§ TASK TO CARRY OUT
Your answer should be a single number: how many lines of the material below contain "ADDITIVE".
.....
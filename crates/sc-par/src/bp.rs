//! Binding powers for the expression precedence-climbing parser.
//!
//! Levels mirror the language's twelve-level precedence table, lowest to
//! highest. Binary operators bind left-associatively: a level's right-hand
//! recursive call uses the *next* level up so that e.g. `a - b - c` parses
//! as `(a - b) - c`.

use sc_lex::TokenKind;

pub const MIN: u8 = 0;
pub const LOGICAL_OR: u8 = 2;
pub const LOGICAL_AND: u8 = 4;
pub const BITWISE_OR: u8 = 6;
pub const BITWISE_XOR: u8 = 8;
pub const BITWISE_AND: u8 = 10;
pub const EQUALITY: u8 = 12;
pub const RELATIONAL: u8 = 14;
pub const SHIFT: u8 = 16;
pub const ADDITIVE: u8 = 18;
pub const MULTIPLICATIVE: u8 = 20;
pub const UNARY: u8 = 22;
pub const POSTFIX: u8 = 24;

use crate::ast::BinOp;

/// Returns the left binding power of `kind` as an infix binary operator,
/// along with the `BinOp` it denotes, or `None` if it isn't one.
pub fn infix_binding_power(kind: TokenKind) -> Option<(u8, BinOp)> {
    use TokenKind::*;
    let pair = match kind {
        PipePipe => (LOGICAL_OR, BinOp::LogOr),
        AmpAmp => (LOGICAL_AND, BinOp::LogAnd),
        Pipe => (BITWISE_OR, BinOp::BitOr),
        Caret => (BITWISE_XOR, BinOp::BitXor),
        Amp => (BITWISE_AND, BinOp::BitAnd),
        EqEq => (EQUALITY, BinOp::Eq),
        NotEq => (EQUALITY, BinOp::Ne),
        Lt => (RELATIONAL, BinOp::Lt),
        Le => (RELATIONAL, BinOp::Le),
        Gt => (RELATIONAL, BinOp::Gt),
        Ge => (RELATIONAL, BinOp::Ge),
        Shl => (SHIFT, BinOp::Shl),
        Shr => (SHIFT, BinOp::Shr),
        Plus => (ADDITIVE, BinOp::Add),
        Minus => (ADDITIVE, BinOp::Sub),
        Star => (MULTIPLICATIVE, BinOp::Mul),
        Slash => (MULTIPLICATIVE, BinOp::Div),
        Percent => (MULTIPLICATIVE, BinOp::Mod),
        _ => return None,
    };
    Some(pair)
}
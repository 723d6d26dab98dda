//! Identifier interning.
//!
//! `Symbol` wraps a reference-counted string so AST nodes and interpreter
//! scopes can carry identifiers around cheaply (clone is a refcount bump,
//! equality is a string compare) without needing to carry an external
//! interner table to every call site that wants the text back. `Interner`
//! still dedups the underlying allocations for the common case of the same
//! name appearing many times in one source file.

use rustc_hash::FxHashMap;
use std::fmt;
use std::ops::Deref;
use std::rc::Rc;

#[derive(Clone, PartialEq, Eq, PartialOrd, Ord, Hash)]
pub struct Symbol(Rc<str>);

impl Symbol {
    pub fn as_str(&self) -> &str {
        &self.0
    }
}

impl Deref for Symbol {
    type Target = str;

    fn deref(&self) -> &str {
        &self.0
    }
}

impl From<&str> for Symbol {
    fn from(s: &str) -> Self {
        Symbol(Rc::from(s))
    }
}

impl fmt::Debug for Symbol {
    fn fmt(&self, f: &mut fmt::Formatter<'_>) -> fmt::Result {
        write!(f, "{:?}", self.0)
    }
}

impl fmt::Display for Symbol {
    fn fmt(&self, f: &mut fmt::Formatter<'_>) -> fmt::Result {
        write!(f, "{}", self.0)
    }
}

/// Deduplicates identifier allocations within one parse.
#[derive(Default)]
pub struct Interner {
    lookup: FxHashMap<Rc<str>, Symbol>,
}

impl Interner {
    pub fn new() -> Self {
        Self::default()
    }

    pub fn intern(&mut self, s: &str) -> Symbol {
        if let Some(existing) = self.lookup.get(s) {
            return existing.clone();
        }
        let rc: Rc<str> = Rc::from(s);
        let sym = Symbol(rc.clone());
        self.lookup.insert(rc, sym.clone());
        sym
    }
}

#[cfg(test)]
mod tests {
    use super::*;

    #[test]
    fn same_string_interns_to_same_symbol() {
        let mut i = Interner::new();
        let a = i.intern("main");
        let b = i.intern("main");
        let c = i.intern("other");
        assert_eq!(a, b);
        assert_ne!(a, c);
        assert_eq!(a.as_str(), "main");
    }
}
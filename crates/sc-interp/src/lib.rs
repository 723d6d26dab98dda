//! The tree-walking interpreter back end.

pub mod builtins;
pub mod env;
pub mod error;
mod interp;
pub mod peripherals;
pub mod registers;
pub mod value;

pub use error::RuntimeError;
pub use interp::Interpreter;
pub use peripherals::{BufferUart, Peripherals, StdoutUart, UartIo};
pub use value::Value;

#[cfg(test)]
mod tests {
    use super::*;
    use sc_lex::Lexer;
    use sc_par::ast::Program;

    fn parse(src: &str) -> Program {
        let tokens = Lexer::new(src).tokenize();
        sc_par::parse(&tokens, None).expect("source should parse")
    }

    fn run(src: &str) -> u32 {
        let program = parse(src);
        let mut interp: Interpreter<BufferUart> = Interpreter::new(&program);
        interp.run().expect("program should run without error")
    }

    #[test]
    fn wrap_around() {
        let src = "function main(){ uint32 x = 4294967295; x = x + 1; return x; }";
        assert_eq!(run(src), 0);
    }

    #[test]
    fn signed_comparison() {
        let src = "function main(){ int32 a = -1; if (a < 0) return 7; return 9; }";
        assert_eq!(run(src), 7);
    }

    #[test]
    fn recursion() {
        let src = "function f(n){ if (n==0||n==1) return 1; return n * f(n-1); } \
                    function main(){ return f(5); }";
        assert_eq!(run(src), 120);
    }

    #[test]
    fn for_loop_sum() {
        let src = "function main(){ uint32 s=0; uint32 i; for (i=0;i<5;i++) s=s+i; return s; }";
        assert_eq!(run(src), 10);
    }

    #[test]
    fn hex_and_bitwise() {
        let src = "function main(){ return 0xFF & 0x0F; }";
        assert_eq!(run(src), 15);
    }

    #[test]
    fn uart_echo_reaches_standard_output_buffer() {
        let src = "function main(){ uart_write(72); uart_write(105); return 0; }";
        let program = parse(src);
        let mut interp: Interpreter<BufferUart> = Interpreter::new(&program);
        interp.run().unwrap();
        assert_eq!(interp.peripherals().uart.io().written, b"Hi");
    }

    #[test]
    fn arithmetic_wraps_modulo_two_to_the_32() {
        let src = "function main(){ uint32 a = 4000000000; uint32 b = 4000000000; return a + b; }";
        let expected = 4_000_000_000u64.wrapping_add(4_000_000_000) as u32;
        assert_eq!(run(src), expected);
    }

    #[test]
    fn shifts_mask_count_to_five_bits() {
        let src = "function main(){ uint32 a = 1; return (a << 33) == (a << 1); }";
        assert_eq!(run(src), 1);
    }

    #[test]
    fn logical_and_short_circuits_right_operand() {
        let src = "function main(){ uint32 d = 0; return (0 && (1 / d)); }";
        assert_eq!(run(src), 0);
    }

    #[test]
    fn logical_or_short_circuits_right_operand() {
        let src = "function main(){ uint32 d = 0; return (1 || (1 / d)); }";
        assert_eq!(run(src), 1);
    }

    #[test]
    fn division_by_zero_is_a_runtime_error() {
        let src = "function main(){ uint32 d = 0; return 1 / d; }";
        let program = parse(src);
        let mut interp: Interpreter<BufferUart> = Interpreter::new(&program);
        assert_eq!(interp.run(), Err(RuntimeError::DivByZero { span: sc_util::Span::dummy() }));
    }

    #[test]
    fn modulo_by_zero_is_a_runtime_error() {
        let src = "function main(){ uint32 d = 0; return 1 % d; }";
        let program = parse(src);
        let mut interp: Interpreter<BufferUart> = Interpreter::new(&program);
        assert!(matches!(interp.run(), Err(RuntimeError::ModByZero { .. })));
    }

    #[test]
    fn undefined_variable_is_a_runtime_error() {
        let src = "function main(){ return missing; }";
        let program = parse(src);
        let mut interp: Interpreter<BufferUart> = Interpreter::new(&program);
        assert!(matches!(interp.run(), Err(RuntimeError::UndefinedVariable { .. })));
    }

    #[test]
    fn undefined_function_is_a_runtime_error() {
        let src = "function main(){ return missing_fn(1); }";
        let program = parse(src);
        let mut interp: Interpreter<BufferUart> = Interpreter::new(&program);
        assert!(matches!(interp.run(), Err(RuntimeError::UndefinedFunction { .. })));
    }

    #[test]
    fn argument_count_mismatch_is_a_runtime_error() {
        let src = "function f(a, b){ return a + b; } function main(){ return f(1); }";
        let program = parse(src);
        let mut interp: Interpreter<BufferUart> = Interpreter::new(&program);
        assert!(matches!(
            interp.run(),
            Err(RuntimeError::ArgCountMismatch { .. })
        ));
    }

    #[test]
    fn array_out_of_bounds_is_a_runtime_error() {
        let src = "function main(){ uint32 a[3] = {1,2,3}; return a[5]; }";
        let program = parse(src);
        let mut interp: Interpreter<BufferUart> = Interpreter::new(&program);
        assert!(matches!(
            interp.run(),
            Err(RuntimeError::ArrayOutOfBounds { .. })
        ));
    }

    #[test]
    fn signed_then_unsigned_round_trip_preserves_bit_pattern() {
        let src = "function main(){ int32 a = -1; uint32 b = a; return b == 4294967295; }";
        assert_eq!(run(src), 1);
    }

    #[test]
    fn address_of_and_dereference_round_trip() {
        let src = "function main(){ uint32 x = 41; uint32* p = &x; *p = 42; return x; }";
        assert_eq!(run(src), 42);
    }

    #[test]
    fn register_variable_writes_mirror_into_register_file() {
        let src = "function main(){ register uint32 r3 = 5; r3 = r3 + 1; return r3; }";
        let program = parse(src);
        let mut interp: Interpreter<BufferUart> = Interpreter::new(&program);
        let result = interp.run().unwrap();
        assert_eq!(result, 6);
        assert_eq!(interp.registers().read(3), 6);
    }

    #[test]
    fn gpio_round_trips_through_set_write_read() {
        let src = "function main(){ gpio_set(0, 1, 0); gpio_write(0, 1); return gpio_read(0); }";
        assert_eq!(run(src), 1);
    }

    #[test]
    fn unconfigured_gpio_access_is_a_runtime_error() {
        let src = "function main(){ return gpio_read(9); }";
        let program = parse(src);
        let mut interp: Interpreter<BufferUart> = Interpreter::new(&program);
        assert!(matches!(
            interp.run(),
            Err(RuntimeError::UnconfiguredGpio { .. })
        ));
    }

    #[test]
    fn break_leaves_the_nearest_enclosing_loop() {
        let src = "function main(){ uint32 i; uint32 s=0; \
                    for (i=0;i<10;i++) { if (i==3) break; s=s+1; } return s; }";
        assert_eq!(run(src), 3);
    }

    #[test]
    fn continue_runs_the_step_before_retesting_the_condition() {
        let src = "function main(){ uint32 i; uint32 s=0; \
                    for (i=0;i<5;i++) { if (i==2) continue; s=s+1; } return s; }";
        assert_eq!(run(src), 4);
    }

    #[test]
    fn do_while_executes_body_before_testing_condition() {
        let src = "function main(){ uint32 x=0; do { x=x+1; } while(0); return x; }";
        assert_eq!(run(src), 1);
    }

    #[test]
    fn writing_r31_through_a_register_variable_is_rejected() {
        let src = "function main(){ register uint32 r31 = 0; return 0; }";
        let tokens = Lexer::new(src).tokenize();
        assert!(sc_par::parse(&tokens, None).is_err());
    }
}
.....
§ TASK SOLUTION
3